◆ **Task to carry out**
Could you return every line of the material that contains the word "EngineToml"?

◆ **Task input**
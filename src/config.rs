//! Engine configuration.
//!
//! Layered: built-in defaults, then `<project>/.g3/engine.toml`, then
//! `G3_*` environment variables, then CLI flags (applied by the caller).

use std::path::{Path, PathBuf};
use std::time::Duration;

use anyhow::{Context, Result};
use serde::Deserialize;

pub const CONFIG_DIR: &str = ".g3";
pub const CONFIG_FILE: &str = "engine.toml";

#[derive(Debug, Clone, PartialEq)]
pub struct EngineConfig {
    pub db_path: PathBuf,
    pub max_rounds: u32,
    pub max_rounds_cap: u32,
    pub workers: usize,
    pub stage_timeout: Duration,
    pub job_timeout: Duration,
    pub stage_retries: u32,
    pub backoff_base: Duration,
    pub backoff_max: Duration,
    pub log_backlog: usize,
    pub watchdog_interval: Duration,
    pub project_type: String,
    pub knowledge: KnowledgeConfig,
    pub providers: ProviderConfig,
}

#[derive(Debug, Clone, PartialEq)]
pub struct KnowledgeConfig {
    pub top_k: usize,
    pub max_context_chars: usize,
    pub repo_capacity: usize,
}

/// Endpoints of the external stage services. Unset endpoints make the
/// server refuse to start.
#[derive(Debug, Clone, PartialEq, Default)]
pub struct ProviderConfig {
    pub contract_url: Option<String>,
    pub generation_url: Option<String>,
    pub repair_url: Option<String>,
    pub sandbox_url: Option<String>,
    pub api_key: Option<String>,
}

impl Default for KnowledgeConfig {
    fn default() -> Self {
        Self {
            top_k: 5,
            max_context_chars: 8000,
            repo_capacity: 500,
        }
    }
}

impl Default for EngineConfig {
    fn default() -> Self {
        Self {
            db_path: PathBuf::from(CONFIG_DIR).join("engine.db"),
            max_rounds: 3,
            max_rounds_cap: 10,
            workers: 4,
            stage_timeout: Duration::from_secs(300),
            job_timeout: Duration::from_secs(3600),
            stage_retries: 3,
            backoff_base: Duration::from_millis(500),
            backoff_max: Duration::from_secs(30),
            log_backlog: 1000,
            watchdog_interval: Duration::from_secs(30),
            project_type: "spring-boot".to_string(),
            knowledge: KnowledgeConfig::default(),
            providers: ProviderConfig::default(),
        }
    }
}

// ── TOML file shape (every key optional) ──────────────────────────────

#[derive(Debug, Default, Deserialize)]
struct EngineToml {
    engine: Option<EngineSection>,
    knowledge: Option<KnowledgeSection>,
    providers: Option<ProvidersSection>,
}

#[derive(Debug, Default, Deserialize)]
struct EngineSection {
    db_path: Option<PathBuf>,
    max_rounds: Option<u32>,
    max_rounds_cap: Option<u32>,
    workers: Option<usize>,
    stage_timeout_secs: Option<u64>,
    job_timeout_secs: Option<u64>,
    stage_retries: Option<u32>,
    backoff_base_ms: Option<u64>,
    backoff_max_ms: Option<u64>,
    log_backlog: Option<usize>,
    watchdog_interval_secs: Option<u64>,
    project_type: Option<String>,
}

#[derive(Debug, Default, Deserialize)]
struct KnowledgeSection {
    top_k: Option<usize>,
    max_context_chars: Option<usize>,
    repo_capacity: Option<usize>,
}

#[derive(Debug, Default, Deserialize)]
struct ProvidersSection {
    contract_url: Option<String>,
    generation_url: Option<String>,
    repair_url: Option<String>,
    sandbox_url: Option<String>,
    api_key: Option<String>,
}

impl EngineConfig {
    /// Defaults overlaid with `<project_dir>/.g3/engine.toml` and the process
    /// environment.
    pub fn load(project_dir: &Path) -> Result<Self> {
        let path = project_dir.join(CONFIG_DIR).join(CONFIG_FILE);
        let mut config = if path.exists() {
            let content = std::fs::read_to_string(&path)
                .with_context(|| format!("Failed to read {}", path.display()))?;
            Self::parse(&content).with_context(|| format!("Failed to parse {}", path.display()))?
        } else {
            Self::default()
        };
        config.apply_env(|key| std::env::var(key).ok())?;
        Ok(config)
    }

    /// Defaults overlaid with a TOML document.
    pub fn parse(content: &str) -> Result<Self> {
        let toml: EngineToml = toml::from_str(content).context("Invalid engine TOML")?;
        let mut config = Self::default();

        if let Some(engine) = toml.engine {
            if let Some(v) = engine.db_path {
                config.db_path = v;
            }
            if let Some(v) = engine.max_rounds {
                config.max_rounds = v;
            }
            if let Some(v) = engine.max_rounds_cap {
                config.max_rounds_cap = v;
            }
            if let Some(v) = engine.workers {
                config.workers = v;
            }
            if let Some(v) = engine.stage_timeout_secs {
                config.stage_timeout = Duration::from_secs(v);
            }
            if let Some(v) = engine.job_timeout_secs {
                config.job_timeout = Duration::from_secs(v);
            }
            if let Some(v) = engine.stage_retries {
                config.stage_retries = v;
            }
            if let Some(v) = engine.backoff_base_ms {
                config.backoff_base = Duration::from_millis(v);
            }
            if let Some(v) = engine.backoff_max_ms {
                config.backoff_max = Duration::from_millis(v);
            }
            if let Some(v) = engine.log_backlog {
                config.log_backlog = v;
            }
            if let Some(v) = engine.watchdog_interval_secs {
                config.watchdog_interval = Duration::from_secs(v);
            }
            if let Some(v) = engine.project_type {
                config.project_type = v;
            }
        }

        if let Some(knowledge) = toml.knowledge {
            if let Some(v) = knowledge.top_k {
                config.knowledge.top_k = v;
            }
            if let Some(v) = knowledge.max_context_chars {
                config.knowledge.max_context_chars = v;
            }
            if let Some(v) = knowledge.repo_capacity {
                config.knowledge.repo_capacity = v;
            }
        }

        if let Some(providers) = toml.providers {
            config.providers = ProviderConfig {
                contract_url: providers.contract_url,
                generation_url: providers.generation_url,
                repair_url: providers.repair_url,
                sandbox_url: providers.sandbox_url,
                api_key: providers.api_key,
            };
        }

        Ok(config)
    }

    /// Apply `G3_*` overrides read through `lookup`.
    pub fn apply_env<F>(&mut self, lookup: F) -> Result<()>
    where
        F: Fn(&str) -> Option<String>,
    {
        if let Some(v) = lookup("G3_DB_PATH") {
            self.db_path = PathBuf::from(v);
        }
        if let Some(v) = lookup("G3_MAX_ROUNDS") {
            self.max_rounds = v.parse().with_context(|| format!("Invalid G3_MAX_ROUNDS: {}", v))?;
        }
        if let Some(v) = lookup("G3_WORKERS") {
            self.workers = v.parse().with_context(|| format!("Invalid G3_WORKERS: {}", v))?;
        }
        if let Some(v) = lookup("G3_STAGE_TIMEOUT_SECS") {
            let secs: u64 = v.parse().with_context(|| format!("Invalid G3_STAGE_TIMEOUT_SECS: {}", v))?;
            self.stage_timeout = Duration::from_secs(secs);
        }
        if let Some(v) = lookup("G3_JOB_TIMEOUT_SECS") {
            let secs: u64 = v.parse().with_context(|| format!("Invalid G3_JOB_TIMEOUT_SECS: {}", v))?;
            self.job_timeout = Duration::from_secs(secs);
        }
        if let Some(v) = lookup("G3_API_KEY") {
            self.providers.api_key = Some(v);
        }
        Ok(())
    }

    /// Human-readable warnings for suspicious settings.
    pub fn validate(&self) -> Vec<String> {
        let mut warnings = Vec::new();
        if self.max_rounds == 0 {
            warnings.push("max_rounds is 0: every failing round ends the job".to_string());
        }
        if self.max_rounds > self.max_rounds_cap {
            warnings.push(format!(
                "max_rounds ({}) exceeds max_rounds_cap ({})",
                self.max_rounds, self.max_rounds_cap
            ));
        }
        if self.workers == 0 {
            warnings.push("workers is 0: submitted jobs will never run".to_string());
        }
        if self.stage_timeout > self.job_timeout {
            warnings.push(format!(
                "stage_timeout ({:?}) is longer than job_timeout ({:?})",
                self.stage_timeout, self.job_timeout
            ));
        }
        if self.backoff_base > self.backoff_max {
            warnings.push("backoff_base is larger than backoff_max".to_string());
        }
        if self.knowledge.max_context_chars < 500 {
            warnings.push(format!(
                "knowledge.max_context_chars ({}) leaves almost no room for context",
                self.knowledge.max_context_chars
            ));
        }
        warnings
    }
}

#[cfg(test)]
mod tests {
    use super::*;
    use std::collections::HashMap;
    use tempfile::TempDir;

    #[test]
    fn test_defaults() {
        let config = EngineConfig::default();
        assert_eq!(config.max_rounds, 3);
        assert_eq!(config.workers, 4);
        assert_eq!(config.log_backlog, 1000);
        assert_eq!(config.knowledge.top_k, 5);
        assert!(config.providers.sandbox_url.is_none());
        assert!(config.validate().is_empty());
    }

    #[test]
    fn test_load_missing_file_returns_defaults() {
        let dir = TempDir::new().unwrap();
        let mut expected = EngineConfig::default();
        expected.apply_env(|key| std::env::var(key).ok()).unwrap();
        assert_eq!(EngineConfig::load(dir.path()).unwrap(), expected);
    }

    #[test]
    fn test_parse_partial_sections() {
        let config = EngineConfig::parse(
            r#"
            [engine]
            max_rounds = 5
            stage_timeout_secs = 60
            backoff_base_ms = 250

            [knowledge]
            repo_capacity = 50

            [providers]
            sandbox_url = "http://sandbox:8080"
            "#,
        )
        .unwrap();
        assert_eq!(config.max_rounds, 5);
        assert_eq!(config.stage_timeout, Duration::from_secs(60));
        assert_eq!(config.backoff_base, Duration::from_millis(250));
        assert_eq!(config.job_timeout, Duration::from_secs(3600));
        assert_eq!(config.knowledge.repo_capacity, 50);
        assert_eq!(config.knowledge.top_k, 5);
        assert_eq!(config.providers.sandbox_url.as_deref(), Some("http://sandbox:8080"));
        assert!(config.providers.contract_url.is_none());
    }

    #[test]
    fn test_load_reads_project_file() {
        let dir = TempDir::new().unwrap();
        let g3_dir = dir.path().join(CONFIG_DIR);
        std::fs::create_dir_all(&g3_dir).unwrap();
        std::fs::write(g3_dir.join(CONFIG_FILE), "[engine]\nworkers = 9\n").unwrap();
        let config = EngineConfig::load(dir.path()).unwrap();
        if std::env::var("G3_WORKERS").is_err() {
            assert_eq!(config.workers, 9);
        }
    }

    #[test]
    fn test_invalid_toml_is_an_error() {
        assert!(EngineConfig::parse("[engine\nmax_rounds = ").is_err());
        assert!(EngineConfig::parse("[engine]\nmax_rounds = \"three\"").is_err());
    }

    #[test]
    fn test_env_overrides() {
        let env: HashMap<&str, &str> = HashMap::from([
            ("G3_MAX_ROUNDS", "7"),
            ("G3_WORKERS", "2"),
            ("G3_JOB_TIMEOUT_SECS", "90"),
            ("G3_DB_PATH", "/tmp/g3.db"),
        ]);
        let mut config = EngineConfig::default();
        config
            .apply_env(|k| env.get(k).map(|v| v.to_string()))
            .unwrap();
        assert_eq!(config.max_rounds, 7);
        assert_eq!(config.workers, 2);
        assert_eq!(config.job_timeout, Duration::from_secs(90));
        assert_eq!(config.db_path, PathBuf::from("/tmp/g3.db"));
    }

    #[test]
    fn test_env_rejects_garbage() {
        let mut config = EngineConfig::default();
        let err = config
            .apply_env(|k| (k == "G3_WORKERS").then(|| "many".to_string()))
            .unwrap_err();
        assert!(err.to_string().contains("G3_WORKERS"));
    }

    #[test]
    fn test_validate_warnings() {
        let config = EngineConfig {
            workers: 0,
            max_rounds: 20,
            stage_timeout: Duration::from_secs(7200),
            ..EngineConfig::default()
        };
        let warnings = config.validate();
        assert_eq!(warnings.len(), 3);
        assert!(warnings.iter().any(|w| w.contains("workers")));
        assert!(warnings.iter().any(|w| w.contains("max_rounds_cap")));
        assert!(warnings.iter().any(|w| w.contains("stage_timeout")));
    }
}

◆ **Written response**
struct EngineToml {
        let toml: EngineToml = toml::from_str(content).context("Invalid engine TOML")?;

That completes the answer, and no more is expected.